- Yearbook picture of David Stack, circa 1975
- Born: David Arthur Stack July 5, 1957
- Died: June 9, 1976 (aged 18) Tooele County, Utah
- Cause of death: Homicide by firearm
- Body discovered: June 10, 1976
- Resting place: Tooele City Cemetery, Tooele County, Utah (formerly)
- Other name: Tooele County John Doe
- Citizenship: United States
- Known for: Former unidentified decedent

= Murder of David Stack =

Formerly unidentified American murder victim

David Arthur Stack (July 5, 1957 – June 9, 1976) was an American man who was murdered while hitchhiking from his home in Broomfield, Colorado to California. Stack was murdered by an unknown assailant or assailants in Wendover, Utah. His body was found approximately one day after his murder in a landfill in rural Tooele County, although he remained an unidentified decedent for 39 years until 2015 when his body was identified via a comparison of both dental records and genetic testing.

==Disappearance==
Stack graduated from high school in 1975 and later decided to hitchhike, likely to visit relatives in California. He was last seen on June 1, 1976, at his residence in Broomfield, Colorado. After his departure, he was never seen again; the relatives who lived at his presumed destination had never witnessed his arrival.

While being treated as a missing person before his body was identified, Stack was excluded from thirteen other unidentified decedent cases.

==Discovery and examination==

Reconstruction of the victim, created by the National Center for Missing & Exploited Children

A young man's body was discovered in a landfill in Tooele County, Utah on June 10, 1976. The victim was estimated to be between seventeen and twenty-two years of age, and had dark brown wavy hair that was shoulder-length with a faint mustache and beard, and brown eyes. He was clothed, wearing a tan or gray shirt, jeans with patches on the knees and a black belt. No footwear was present. He was estimated to be 5 ft 9 in tall and at a weight of 170 lb at the time of his death, and had O positive blood type (the most common). He was believed to have been seen alive in the nearby town of Wendover, Utah at approximately 3:00 PM, a day prior to the discovery of his body.

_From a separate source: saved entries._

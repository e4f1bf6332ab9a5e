mod common;

use common::{item, noise, range_item, sprite, write_sprite};
use image::{Rgb, RgbImage};
use screenwatch::bank::{CacheBuilder, ScaleSet};
use screenwatch::config::{ConfigTree, ItemPath, ItemSettings, RoiMode, RoiSettings, ScaleSweep};
use screenwatch::image::{Frame, FrameSet, Rect};
use screenwatch::search::{MatchConfig, MatchEngine, MatchMode};
use screenwatch::template::ScaledTemplate;
use std::time::Instant;
use tempfile::TempDir;

fn engine(mode: MatchMode, parallel: bool) -> MatchEngine {
    MatchEngine::new(MatchConfig {
        mode,
        parallel,
        ..MatchConfig::default()
    })
}

fn paste(canvas: &mut RgbImage, patch: &RgbImage, x: u32, y: u32) {
    image::imageops::replace(canvas, patch, i64::from(x), i64::from(y));
}

#[test]
fn exact_placement_scores_near_one_in_every_mode() {
    let mut canvas = noise(160, 120, 7);
    paste(&mut canvas, &sprite(31), 50, 40);
    let frames = FrameSet::new(Frame::from_rgb(canvas));
    let tpl = ScaledTemplate::from_frame(Frame::from_rgb(sprite(31)), 1.0).unwrap();

    for mode in [MatchMode::Gray, MatchMode::Color, MatchMode::StrictColor] {
        for parallel in [false, true] {
            let peak = engine(mode, parallel)
                .best_peak(&frames, &tpl, None)
                .unwrap()
                .unwrap();
            assert_eq!((peak.x, peak.y), (50, 40), "{mode:?}");
            assert!(peak.score > 0.99, "{mode:?} scored {}", peak.score);
        }
    }
}

#[test]
fn results_never_fall_below_threshold() {
    let mut canvas = noise(160, 120, 7);
    paste(&mut canvas, &sprite(32), 10, 10);
    let frames = FrameSet::new(Frame::from_rgb(canvas));
    let present = ScaledTemplate::from_frame(Frame::from_rgb(sprite(32)), 1.0).unwrap();
    let absent = ScaledTemplate::from_frame(Frame::from_rgb(sprite(33)), 1.0).unwrap();
    let matcher = engine(MatchMode::Color, true);

    let best = matcher.best_peak(&frames, &absent, None).unwrap().unwrap();
    assert!(best.score < 0.8);
    assert!(matcher.match_template(&frames, &absent, 0.8, None).is_none());
    assert!(matcher.match_template(&frames, &present, 1.01, None).is_none());
    let hit = matcher.match_template(&frames, &present, 0.9, None).unwrap();
    assert!(hit.score >= 0.9);
}

#[test]
fn strict_color_rejects_a_washed_out_channel() {
    let pattern = noise(24, 24, 34);
    let gray_sprite = RgbImage::from_fn(24, 24, |x, y| {
        let v = pattern.get_pixel(x, y)[0];
        Rgb([v, v, v])
    });
    let washed = RgbImage::from_fn(24, 24, |x, y| {
        let v = pattern.get_pixel(x, y)[0];
        Rgb([v, v, 128])
    });
    let mut canvas = noise(120, 90, 7);
    paste(&mut canvas, &washed, 40, 30);
    let frames = FrameSet::new(Frame::from_rgb(canvas));
    let tpl = ScaledTemplate::from_frame(Frame::from_rgb(gray_sprite), 1.0).unwrap();

    let gray = engine(MatchMode::Gray, false)
        .match_template(&frames, &tpl, 0.9, None)
        .unwrap();
    assert_eq!((gray.x, gray.y), (40, 30));
    assert!(engine(MatchMode::StrictColor, false)
        .match_template(&frames, &tpl, 0.8, None)
        .is_none());
}

#[test]
fn flat_template_channel_matches_by_mean() {
    let pattern = noise(24, 24, 35);
    let tinted = RgbImage::from_fn(24, 24, |x, y| {
        let v = pattern.get_pixel(x, y)[0];
        Rgb([v, 200, 40])
    });
    let mut canvas = noise(120, 90, 7);
    paste(&mut canvas, &tinted, 70, 50);
    let frames = FrameSet::new(Frame::from_rgb(canvas));
    let tpl = ScaledTemplate::from_frame(Frame::from_rgb(tinted), 1.0).unwrap();

    let peak = engine(MatchMode::StrictColor, true)
        .match_template(&frames, &tpl, 0.9, None)
        .unwrap();
    assert_eq!((peak.x, peak.y), (70, 50));
}

#[test]
fn entry_match_finds_the_right_scale_and_remembers_it() {
    let dir = TempDir::new().unwrap();
    write_sprite(dir.path(), "badge", 36);
    let sweep = ScaleSweep {
        center: 1.0,
        range: 0.25,
        steps: 3,
    };
    let builder = CacheBuilder::new(dir.path(), ScaleSet::compute(1.0, 1.0, Some(&sweep)).unwrap());
    let tree = ConfigTree {
        root_dir: Default::default(),
        nodes: vec![item("badge", range_item())],
    };
    let (cache, _) = builder.build(&tree, None, Instant::now());
    let entry = cache.entry(&ItemPath::from("badge")).unwrap();
    assert_eq!(entry.hints().last_index(), 1);

    let enlarged = Frame::from_rgb(sprite(36)).resized(1.25);
    let mut canvas = noise(200, 150, 7);
    paste(&mut canvas, enlarged.rgb(), 90, 60);
    let frames = FrameSet::new(Frame::from_rgb(canvas));
    let matcher = engine(MatchMode::Color, true);

    let found = matcher.match_entry(&frames, entry, 1.0).unwrap();
    assert_eq!(found.template_index, 2);
    assert_eq!(found.scale, 1.25);
    assert_eq!(found.rect, Rect::new(90, 60, 30, 30));
    assert_eq!(entry.hints().last_index(), 2);
    assert_eq!(entry.hints().best_scale(), 1.25);

    let again = matcher.match_entry(&frames, entry, 1.0).unwrap();
    assert_eq!(again.template_index, 2);
}

#[test]
fn variable_roi_limits_the_search() {
    let dir = TempDir::new().unwrap();
    write_sprite(dir.path(), "corner", 37);
    let settings = ItemSettings {
        roi: Some(RoiSettings {
            mode: RoiMode::Variable,
            rect: Rect::new(0, 0, 80, 60),
        }),
        ..range_item()
    };
    let builder = CacheBuilder::new(dir.path(), ScaleSet::compute(1.0, 1.0, None).unwrap());
    let tree = ConfigTree {
        root_dir: Default::default(),
        nodes: vec![item("corner", settings)],
    };
    let (cache, _) = builder.build(&tree, None, Instant::now());
    let entry = cache.entry(&ItemPath::from("corner")).unwrap();
    let matcher = engine(MatchMode::Color, false);

    let mut inside = noise(200, 150, 7);
    paste(&mut inside, &sprite(37), 20, 20);
    let hit = matcher.match_entry(&FrameSet::new(Frame::from_rgb(inside)), entry, 1.0);
    assert_eq!(hit.map(|m| m.rect), Some(Rect::new(20, 20, 24, 24)));

    let mut outside = noise(200, 150, 7);
    paste(&mut outside, &sprite(37), 140, 100);
    assert!(matcher
        .match_entry(&FrameSet::new(Frame::from_rgb(outside)), entry, 1.0)
        .is_none());

    // A window scale of 2 doubles the search window.
    let mut scaled = noise(200, 150, 7);
    paste(&mut scaled, &sprite(37), 120, 90);
    assert!(matcher
        .match_entry(&FrameSet::new(Frame::from_rgb(scaled)), entry, 2.0)
        .is_some());
}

Distinctive features on the male were a white scar on his forehead, a vaccination scar on his left shoulder and another on his left wrist. On his right foot, he had hammer toe deformities, which may have been due to wearing tight-fitting shoes or possibly other reasons. After the examination of his body was complete, the young man was buried in the Tooele City Cemetery, after the case remained unsolved.

Stack's unidentified persons report was entered into the National Missing and Unidentified Persons Database in June 2010, where details of the case were released to the public in effort to identify him. This case was eventually reopened by law enforcement in 2014. The National Center for Missing & Exploited Children was also contacted by the Tooele County police department and created a forensic facial reconstruction of the subject by using mortuary photographs as an influence to create a likeness of his facial features. Subsequently, a poster was developed by the organization that was displayed to the public in hopes that he would be recognized by someone who may have known him in life. The cause of the victim's death was determined to have been two gunshot wounds to the head. This detail was not released to the public until a major break in the case developed.

==Identification==
In May 2015, authorities announced a break in the case. Stack's dental records were noted to be very similar to the John Doe's. Police promptly stated that they were "confident" that the body was that of David Stack. The victim was exhumed to obtain DNA evidence to confirm if he was Stack and DNA was also collected from his surviving relatives for comparison. Results of the DNA tests were initially expected to take as long as six to eight months. However, it was reported on August 11, 2015, that the DNA tests matched both the unidentified body and David Stack's relatives, less than three months after the match through dental records was made. His body was stored in a morgue after his exhumation and would eventually be transported to his family for reburial. Authorities stated that one explanation why the potential match took years was because "communication between departments in other states" was not as advanced as it is today. Another reason was because the victim carried no form of identification.

Since he was identified, investigators hope that new details may emerge in the currently unsolved murder, as it is hoped subjects with knowledge about the circumstances of Stack's disappearance or murder will come forward with any information.